▸ **Task to carry out**:
Go over the records and copy every line with the string "echoed".

(Collected data)
-*-

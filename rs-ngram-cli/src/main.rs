use std::path::PathBuf;

use anyhow::{Context, Result};
use clap::{Parser, Subcommand};
use env_logger::Env;
use log::{info, LevelFilter};

use rs_ngram_core::{GenerationInput, LanguageModel, StartSeed};

/// Generate text from a word n-gram model built over a corpus file.
#[derive(Parser, Debug)]
#[command(name = "rs-ngram-cli", version)]
struct Cli {
    /// Corpus text file (a `.bin` token cache is written next to it)
    #[arg(long, env = "NGRAM_CORPUS", default_value = "./data/paradise.txt")]
    corpus: PathBuf,

    /// More logs (-v debug, -vv trace)
    #[arg(short, long, action = clap::ArgAction::Count, global = true)]
    verbose: u8,

    /// Fewer logs (-q warn, -qq error)
    #[arg(short, long, action = clap::ArgAction::Count, global = true)]
    quiet: u8,

    #[command(subcommand)]
    command: Commands,
}

#[derive(Subcommand, Debug)]
enum Commands {
    /// Extend a prefix of n-1 words to the requested length
    Generate {
        /// Order of the model (2 to 10)
        #[arg(short)]
        n: usize,

        /// Starting words, exactly n-1 of them. A random corpus window is used if omitted
        #[arg(short, long)]
        prefix: Option<String>,

        /// Total number of words, prefix included
        #[arg(short, long)]
        length: usize,
    },
    /// List the ten most frequent prefixes of n-1 words
    Prefixes {
        /// Order of the model
        #[arg(short)]
        n: usize,
    },
}

fn init_logging(verbose: u8, quiet: u8) {
    let level = match (quiet, verbose) {
        (0, 0) => LevelFilter::Info,
        (0, 1) => LevelFilter::Debug,
        (0, _) => LevelFilter::Trace,
        (1, _) => LevelFilter::Warn,
        _ => LevelFilter::Error,
    };

    let mut builder = env_logger::Builder::from_env(Env::default().default_filter_or("info"));
    builder.filter_level(level);
    let _ = builder.try_init();
}

fn main() -> Result<()> {
    let cli = Cli::parse();
    init_logging(cli.verbose, cli.quiet);

    let mut model = LanguageModel::new(&cli.corpus)
        .with_context(|| format!("unable to load corpus {}", cli.corpus.display()))?;

    match cli.command {
        Commands::Generate { n, prefix, length } => {
            let start_seed = StartSeed::from_prefix(prefix.as_deref());
            // Validation errors are for the user, not a crash
            let result = GenerationInput::new(n, start_seed, length).and_then(|input| model.generate(&input));
            match result {
                Ok(sentence) => println!("{sentence}"),
                Err(e) => {
                    eprintln!("{}", e.user_message());
                    std::process::exit(2);
                }
            }
        }
        Commands::Prefixes { n } => match model.suggest_prefixes(n) {
            Ok(prefixes) => {
                info!("{} prefixes for n = {}", prefixes.len(), n);
                for prefix in prefixes {
                    println!("{prefix}");
                }
            }
            Err(e) => {
                eprintln!("{}", e.user_message());
                std::process::exit(2);
            }
        },
    }

    Ok(())
}
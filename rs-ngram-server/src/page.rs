/// Values echoed back into the generator form.
#[derive(Debug, Default)]
pub struct PageState {
	pub title: String,
	pub n_value: String,
	pub prefix_value: String,
	pub length_value: String,
	pub generated_sentence: String,
	pub error_message: String,
}

/// Escapes text for use inside HTML content and double-quoted attributes.
pub fn escape_html(input: &str) -> String {
	let mut out = String::with_capacity(input.len());
	for c in input.chars() {
		match c {
			'&' => out.push_str("&amp;"),
			'<' => out.push_str("&lt;"),
			'>' => out.push_str("&gt;"),
			'"' => out.push_str("&quot;"),
			'\'' => out.push_str("&#39;"),
			// Keeps echoed values from forming template placeholders
			'{' => out.push_str("&#123;"),
			_ => out.push(c),
		}
	}
	out
}

/// Renders the generator page.
pub fn render(state: &PageState) -> String {
	let error_block = if state.error_message.is_empty() {
		String::new()
	} else {
		format!(r#"<div class="alert alert-danger mt-3">{}</div>"#, escape_html(&state.error_message))
	};

	let generated_block = if state.generated_sentence.is_empty() {
		String::new()
	} else {
		format!(
			r#"<div class="alert alert-success mt-3"><strong>Generated Sentence:</strong><p id="generated-text" class="typing-effect" data-sentence="{}"></p></div>"#,
			escape_html(&state.generated_sentence)
		)
	};

	TEMPLATE
		.replace("{{ title }}", &escape_html(&state.title))
		.replace("{{ n_value }}", &escape_html(&state.n_value))
		.replace("{{ prefix_value }}", &escape_html(&state.prefix_value))
		.replace("{{ length_value }}", &escape_html(&state.length_value))
		.replace("{{ error_block }}", &error_block)
		.replace("{{ generated_block }}", &generated_block)
}

const TEMPLATE: &str = r##"<!DOCTYPE html>
<html lang="en">
<head>
	<meta charset="UTF-8">
	<meta name="viewport" content="width=device-width, initial-scale=1.0">
	<title>{{ title }}</title>
	<link href="https://cdn.jsdelivr.net/npm/bootstrap@5.3.0/dist/css/bootstrap.min.css" rel="stylesheet">
	<style>
		body { background-color: #f8f9fa; }
		.container { max-width: 600px; margin-top: 50px; padding: 30px; background: white; border-radius: 10px; box-shadow: 0 0 10px rgba(0, 0, 0, 0.1); }
		.btn-primary, .btn-secondary { width: 48%; }
		.typing-effect { font-size: 1.2em; font-weight: bold; white-space: pre-wrap; word-wrap: break-word; }
	</style>
</head>
<body>
	<div class="container">
		<h2 class="text-center">N-Gram Language Model</h2>
		<form method="POST">
			<div class="mb-3">
				<label class="form-label" for="n-value">N-value:</label>
				<input type="number" min="2" max="10" id="n-value" class="form-control" name="n" required value="{{ n_value }}">
			</div>
			<div class="mb-3">
				<label class="form-label" for="prefix-input">Prefix:</label>
				<input type="text" id="prefix-input" class="form-control" name="prefix" required value="{{ prefix_value }}">
			</div>
			<div id="prefix-buttons" class="mt-2"></div>
			<div class="mb-3">
				<label class="form-label" for="length-input">Length:</label>
				<input type="number" min="0" max="10000" id="length-input" class="form-control" name="length" required value="{{ length_value }}">
			</div>
			<div class="d-flex justify-content-between">
				<button type="submit" class="btn btn-primary">Generate</button>
				<button type="submit" name="reset" value="true" class="btn btn-secondary" formnovalidate>Reset</button>
			</div>
		</form>
		{{ error_block }}
		<div class="mt-3">{{ generated_block }}</div>
	</div>
	<script>
		function updatePrefixes() {
			const n = document.getElementById("n-value").value;
			const container = document.getElementById("prefix-buttons");
			container.innerHTML = "";
			if (n < 2) {
				return;
			}
			fetch(`/v1/prefixes?n=${encodeURIComponent(n)}`)
				.then(response => response.json())
				.then(data => {
					if (!data.prefixes || data.prefixes.length === 0) {
						return;
					}
					const label = document.createElement("strong");
					label.innerText = "Suggested Prefixes:";
					container.appendChild(label);
					container.appendChild(document.createElement("br"));
					data.prefixes.forEach(prefix => {
						const button = document.createElement("button");
						button.innerText = prefix;
						button.type = "button";
						button.className = "btn btn-outline-primary m-1";
						button.onclick = () => { document.getElementById("prefix-input").value = prefix; };
						container.appendChild(button);
					});
				});
		}

		function typeEffect(element, text, i = 0) {
			if (i < text.length) {
				element.textContent += text.charAt(i);
				setTimeout(() => typeEffect(element, text, i + 1), 30);
			}
		}

		document.addEventListener("DOMContentLoaded", () => {
			document.getElementById("n-value").addEventListener("input", updatePrefixes);
			const output = document.getElementById("generated-text");
			if (output) {
				typeEffect(output, output.dataset.sentence);
			}
		});
	</script>
</body>
</html>
"##;
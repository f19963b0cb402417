use super::*;

parameterized_test! {can_detect_termination, (target, accuracy, best_fitness, expected), {
    let mut termination = TargetProximity::new(target, accuracy);

    assert_eq!(termination.is_termination(1, best_fitness), expected);
}}

can_detect_termination! {
    case01_far: (0., 1e-8, 1e-3, false),
    case02_close: (0., 1e-8, 1e-9, true),
    case03_close_from_below: (1., 1e-3, 0.9995, true),
    case04_on_boundary: (1., 0.5, 1.5, false),
    case05_infinite: (0., 1e-8, Float::INFINITY, false),
}
#[cfg(test)]
#[path = "../../tests/unit/engine/distribution_test.rs"]
mod distribution_test;

use crate::utils::{Float, Matrix, OptimizationError, OptimizationResult, Point};

/// Bound for QR iterations of the symmetric eigendecomposition.
const MAX_EIGEN_ITERATIONS: usize = 10_000;

/// Specifies the multivariate normal search distribution `N(xmean, sigma^2 * C)`.
#[derive(Clone, Debug)]
pub struct SearchDistribution {
    pub(crate) xmean: Point,
    pub(crate) sigma: Float,
    pub(crate) covariance: Matrix,
    pub(crate) eigenvectors: Matrix,
    pub(crate) scaling: Point,
    pub(crate) inv_sqrt_covariance: Matrix,
}

impl SearchDistribution {
    /// Creates a distribution with identity covariance.
    pub fn new(xmean: Point, sigma: Float) -> Self {
        let dimension = xmean.len();

        Self {
            xmean,
            sigma,
            covariance: Matrix::identity(dimension, dimension),
            eigenvectors: Matrix::identity(dimension, dimension),
            scaling: Point::from_element(dimension, 1.),
            inv_sqrt_covariance: Matrix::identity(dimension, dimension),
        }
    }

    /// Returns current mean.
    pub fn xmean(&self) -> &Point {
        &self.xmean
    }

    /// Returns current step size.
    pub fn sigma(&self) -> Float {
        self.sigma
    }

    /// Returns covariance matrix `C`.
    pub fn covariance(&self) -> &Matrix {
        &self.covariance
    }

    /// Returns eigenvectors `B` of the covariance matrix, one per column.
    pub fn eigenvectors(&self) -> &Matrix {
        &self.eigenvectors
    }

    /// Returns square roots `D` of the covariance eigenvalues.
    pub fn scaling(&self) -> &Point {
        &self.scaling
    }

    /// Returns `C^(-1/2)`.
    pub fn inv_sqrt_covariance(&self) -> &Matrix {
        &self.inv_sqrt_covariance
    }

    /// Maps a standard normal vector into the search space: `xmean + sigma * B * (D .* z)`.
    pub fn transform(&self, z: &Point) -> Point {
        &self.xmean + (&self.eigenvectors * z.component_mul(&self.scaling)) * self.sigma
    }

    /// Symmetrizes `C`, decomposes it and recomposes `C = B * diag(D^2) * B^T`.
    /// Fails when the decomposition does not converge or `C` is not positive definite.
    pub fn refresh_decomposition(&mut self) -> OptimizationResult<()> {
        let symmetric = (&self.covariance + self.covariance.transpose()) * 0.5;

        let eigen = symmetric
            .try_symmetric_eigen(Float::EPSILON, MAX_EIGEN_ITERATIONS)
            .ok_or_else(|| OptimizationError::NumericalInstability("eigendecomposition did not converge".to_string()))?;

        if let Some(value) = eigen.eigenvalues.iter().find(|value| !value.is_finite() || **value <= 0.) {
            return Err(OptimizationError::NumericalInstability(format!(
                "covariance matrix is not positive definite, eigenvalue: {value}"
            )));
        }

        let scaling = eigen.eigenvalues.map(|value| value.sqrt());
        let inv_scaling = scaling.map(|value| 1. / value);
        let basis = eigen.eigenvectors;

        self.inv_sqrt_covariance = &basis * Matrix::from_diagonal(&inv_scaling) * basis.transpose();
        self.covariance = &basis * Matrix::from_diagonal(&eigen.eigenvalues) * basis.transpose();
        self.eigenvectors = basis;
        self.scaling = scaling;

        Ok(())
    }
}

/// Keeps evolution paths used for cumulative adaptation.
#[derive(Clone, Debug)]
pub struct EvolutionPath {
    /// A path of the covariance matrix adaptation.
    pub pc: Point,
    /// A path of the step size adaptation.
    pub ps: Point,
}

impl EvolutionPath {
    /// Creates zero paths of given dimension.
    pub fn new(dimension: usize) -> Self {
        Self { pc: Point::zeros(dimension), ps: Point::zeros(dimension) }
    }
}
use super::*;

#[test]
fn can_convert_matrix_to_rows() {
    let matrix = Matrix::from_row_slice(2, 2, &[1., 2., 3., 4.]);

    assert_eq!(matrix_to_rows(&matrix), vec![vec![1., 2.], vec![3., 4.]]);
}

#[test]
fn can_convert_point_to_vec() {
    assert_eq!(point_to_vec(&Point::from_row_slice(&[1., -2.])), vec![1., -2.]);
}
//! This module contains helper functionality.

mod comparison;
pub use self::comparison::*;

mod environment;
pub use self::environment::*;

mod error;
pub use self::error::*;

mod parallel;
pub use self::parallel::*;

mod random;
pub use self::random::*;

mod timing;
pub use self::timing::*;

mod types;
pub use self::types::*;

mod window;
pub use self::window::*;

-*-

▸ **Answer for this exercise**:
/// Values echoed back into the generator form.
			// Keeps echoed values from forming template placeholders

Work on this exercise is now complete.